I didn't really begin to understand the nature of martial arts until I mastered my 3rd. Now that I've achieved rank in a dozen, I realize that the structure of learning each individual art in its pure form allowed me to understand a different aspect of my body and mind. I now understand that all that structure existed to eventually free the body to move as it might free from any emotional attachment or habit. That's not to say I don't feel emotion. Just that I'm not controlled by it.

It wasn't until I raced my 3rd race that I understood what riding a motorcycle was really about. It wasn't until I could speak my 3rd language did I begin to understand how the brain processes different types of speech.

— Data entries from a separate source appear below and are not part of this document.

//! One fetch-and-compute cycle over the tracked symbols

use chrono::Utc;
use futures_util::stream::{self, StreamExt};
use std::collections::HashSet;
use std::sync::Arc;
use std::time::Duration;
use thiserror::Error;
use tracing::{debug, info, warn};

use crate::core::snapshot::{Published, Snapshot};
use crate::indicators::IndicatorEngine;
use crate::metrics::Metrics;
use crate::models::result::IndicatorResult;
use crate::services::error::SourceError;
use crate::services::market_data::{BarQuery, Interval, MarketDataProvider};
use crate::services::symbols::{SymbolFormat, SymbolSource};

/// Failure of a whole cycle; the previous snapshot stays published.
#[derive(Debug, Clone, PartialEq, Error)]
pub enum CycleError {
    #[error("no symbols available to refresh")]
    NoSymbols,
    #[error("data source unreachable for all {failed} symbols: {last_error}")]
    SourceUnreachable { failed: usize, last_error: String },
}

#[derive(Debug, Clone)]
pub struct RefreshSettings {
    pub interval: Interval,
    pub lookback_bars: usize,
    pub fetch_timeout: Duration,
    pub concurrency: usize,
    pub format: SymbolFormat,
    /// Used when the symbol source and the last known list are both empty
    pub default_symbols: Vec<String>,
}

impl Default for RefreshSettings {
    fn default() -> Self {
        Self {
            interval: Interval::Daily,
            lookback_bars: 120,
            fetch_timeout: Duration::from_secs(10),
            concurrency: 5,
            format: SymbolFormat::default(),
            default_symbols: Vec::new(),
        }
    }
}

pub struct RefreshPipeline {
    provider: Arc<dyn MarketDataProvider>,
    symbols: Arc<dyn SymbolSource>,
    engine: IndicatorEngine,
    settings: RefreshSettings,
    known_symbols: Published<Vec<String>>,
    metrics: Option<Arc<Metrics>>,
}

impl RefreshPipeline {
    pub fn new(
        provider: Arc<dyn MarketDataProvider>,
        symbols: Arc<dyn SymbolSource>,
        engine: IndicatorEngine,
        settings: RefreshSettings,
    ) -> Self {
        Self {
            provider,
            symbols,
            engine,
            settings,
            known_symbols: Published::new(Vec::new()),
            metrics: None,
        }
    }

    pub fn with_metrics(mut self, metrics: Arc<Metrics>) -> Self {
        self.metrics = Some(metrics);
        self
    }

    pub fn settings(&self) -> &RefreshSettings {
        &self.settings
    }

    pub fn format(&self) -> &SymbolFormat {
        &self.settings.format
    }

    fn qualify_all<I, S>(&self, raw: I) -> Vec<String>
    where
        I: IntoIterator<Item = S>,
        S: AsRef<str>,
    {
        let mut seen = HashSet::new();
        raw.into_iter()
            .filter(|s| !s.as_ref().trim().is_empty())
            .map(|s| self.settings.format.qualify(s.as_ref()))
            .filter(|s| seen.insert(s.to_uppercase()))
            .collect()
    }

    /// Current symbol list: the source, else the last known list, else defaults.
    pub async fn resolve_symbols(&self) -> Result<Vec<String>, CycleError> {
        match self.symbols.list_symbols().await {
            Ok(raw) => {
                let symbols = self.qualify_all(raw);
                if !symbols.is_empty() {
                    self.known_symbols.publish(symbols.clone());
                    return Ok(symbols);
                }
                warn!(source = self.symbols.name(), "Symbol source returned no symbols");
            }
            Err(e) => warn!(
                source = self.symbols.name(),
                error = %e,
                "Failed to list symbols"
            ),
        }

        let known = self.known_symbols.load();
        if !known.is_empty() {
            debug!(count = known.len(), "Using last known symbol list");
            return Ok(known.as_ref().clone());
        }

        let defaults = self.qualify_all(&self.settings.default_symbols);
        if defaults.is_empty() {
            return Err(CycleError::NoSymbols);
        }
        info!(count = defaults.len(), "Using default symbol list");
        self.known_symbols.publish(defaults.clone());
        Ok(defaults)
    }

    /// Fetch and evaluate one symbol; never fails, errors land in the row.
    pub async fn evaluate_symbol(
        &self,
        symbol: &str,
        previous_histogram: Option<f64>,
    ) -> IndicatorResult {
        let query = BarQuery::recent(symbol, self.settings.interval, self.settings.lookback_bars);
        let fetched = tokio::time::timeout(self.settings.fetch_timeout, self.provider.get_bars(&query))
            .await
            .unwrap_or(Err(SourceError::Timeout(self.settings.fetch_timeout)));

        let bars = match fetched {
            Ok(bars) => bars,
            Err(e) => {
                warn!(symbol, error = %e, "Failed to fetch bars");
                return IndicatorResult::failed(symbol, e);
            }
        };

        match self.engine.evaluate(&bars, previous_histogram) {
            Ok(values) => IndicatorResult::computed(symbol, values),
            Err(e) => {
                warn!(symbol, bars = bars.len(), error = %e, "Failed to compute indicators");
                IndicatorResult::failed(symbol, e)
            }
        }
    }

    /// Run one cycle against the previous snapshot's histograms.
    ///
    /// Rows keep symbol-list order.
    pub async fn run_cycle(&self, previous: &Snapshot) -> Result<Snapshot, CycleError> {
        let symbols = self.resolve_symbols().await?;
        let concurrency = self.settings.concurrency.max(1);

        let results: Vec<IndicatorResult> = stream::iter(symbols)
            .map(|symbol| {
                let previous_histogram = previous.histogram(&symbol);
                async move { self.evaluate_symbol(&symbol, previous_histogram).await }
            })
            .buffered(concurrency)
            .collect()
            .await;

        let failed = results.iter().filter(|r| !r.is_ok()).count();
        if let Some(metrics) = &self.metrics {
            metrics.symbol_errors_total.inc_by(failed as u64);
        }

        let all_unreachable = !results.is_empty()
            && results
                .iter()
                .all(|r| r.error().map(|e| e.is_connectivity()).unwrap_or(false));
        if all_unreachable {
            let last_error = results
                .last()
                .and_then(|r| r.error())
                .map(|e| e.to_string())
                .unwrap_or_default();
            return Err(CycleError::SourceUnreachable {
                failed: results.len(),
                last_error,
            });
        }

        info!(
            cycle = previous.cycle + 1,
            symbols = results.len(),
            failed,
            "Refresh cycle computed"
        );

        Ok(Snapshot {
            cycle: previous.cycle + 1,
            generated_at: Utc::now(),
            results,
        })
    }
}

I have some vague notion that this is a lampost to freeing my mind. I believe that the body is a great teacher for our thoughts and that opportunities for new modes of thinking start in new action, not the other way around. (See "The Tree of Knowlege" Dr. Humberto Maturana) I hope that I am tough enough to subject myself to the heartbreak of an invalid belief over and over in search of the validity that can set my mind free. Free from an addiction to praise and being "right." Free from the aversion of beling thought a fool. Perhaps then, I might have something to contribute. But then again, maybe not.

1 Comments:

Blogger Kahuna6 said...

Sir- I have never truly denied the existence of God. I know it is intellectually lazy to make the distinction but my problem has always been with the Church proper. I've gone to Sunday School, Bible Study classes and taken part in community functions all within the last few years. As welcoming as everyone always is, my separation is distinct. I cannot in good faith attest to Jesus Christ being the Son of God because I simply do not believe it. I want to believe. I've struggled to believe it. I just can't honestly do it. Perhaps I lack that "faith" gene that many of my freinds of Faith possess. I do not think I'm better, smarter or more educated for this lacking. I feel it is a weakness.

But to say that my lack is faith is the reason I have no faith is to leave me with nothing. I'm reminded of Dostoevsky: "For those with faith, no explanation is nevessary. For those without faith, no explanation is possible." I've always maintained that I find the Gospel of Jesus Christ the best living manual for how to live in peace and prosperity with your fellow man. I try, though I am exceedingly poor at it, to live with such a code. It is Christology I have a problem with and it is a big problem if one hopes to be a Christian.

But then again, faith is not my raison d'etre. I'm not so much looking for the Good Life as I'm trying to see with Wise Eyes. Why? If others are to learn from me, and I wield influence (which to some small measure I do) then it is my responsibility as a man who has the potential to do so to do so. As one of my instructors said to me when I was a young boy: "Talent is God's gift to you. What you do with it is your gift to God."

My perspective is ultimately practical. I see all these martial arts that are supposed to teach people to be "safe" and they do not. I see all kind of life methodologies that promise "happiness" and are unable to deliver. I don't know much about happiness but I know about fighting and I know about competing and I've learned that the illusions that hurt us most are the ones we most desperately cling to.

If I'm going to teach somebody something and he's going to use it to defend his life, it had better work. I'd better know it works. I'd better have actually used it for real. Even then, that's a flimsy guarantee because people have different natual abilities. But I can do the absolute best I can.

But I've also learned that there's somethe deeper than physical manipulation. (See post "The Devil and Sifu Frank) I don't know what this deeper power holds but it's enough right now that I know it exists because it makes me believe is the possibility of the supernatural or the miracle.

As far as God being Love, I've often told people that I feel like God's favorite son. Even with my recent medical issues, I hold no ill will. Happy is the man God correcteth, right? They are few places on earth where I feel happier and more at peace than in a church. But for that reason alone, I have to be true to my oath for I have nothing else.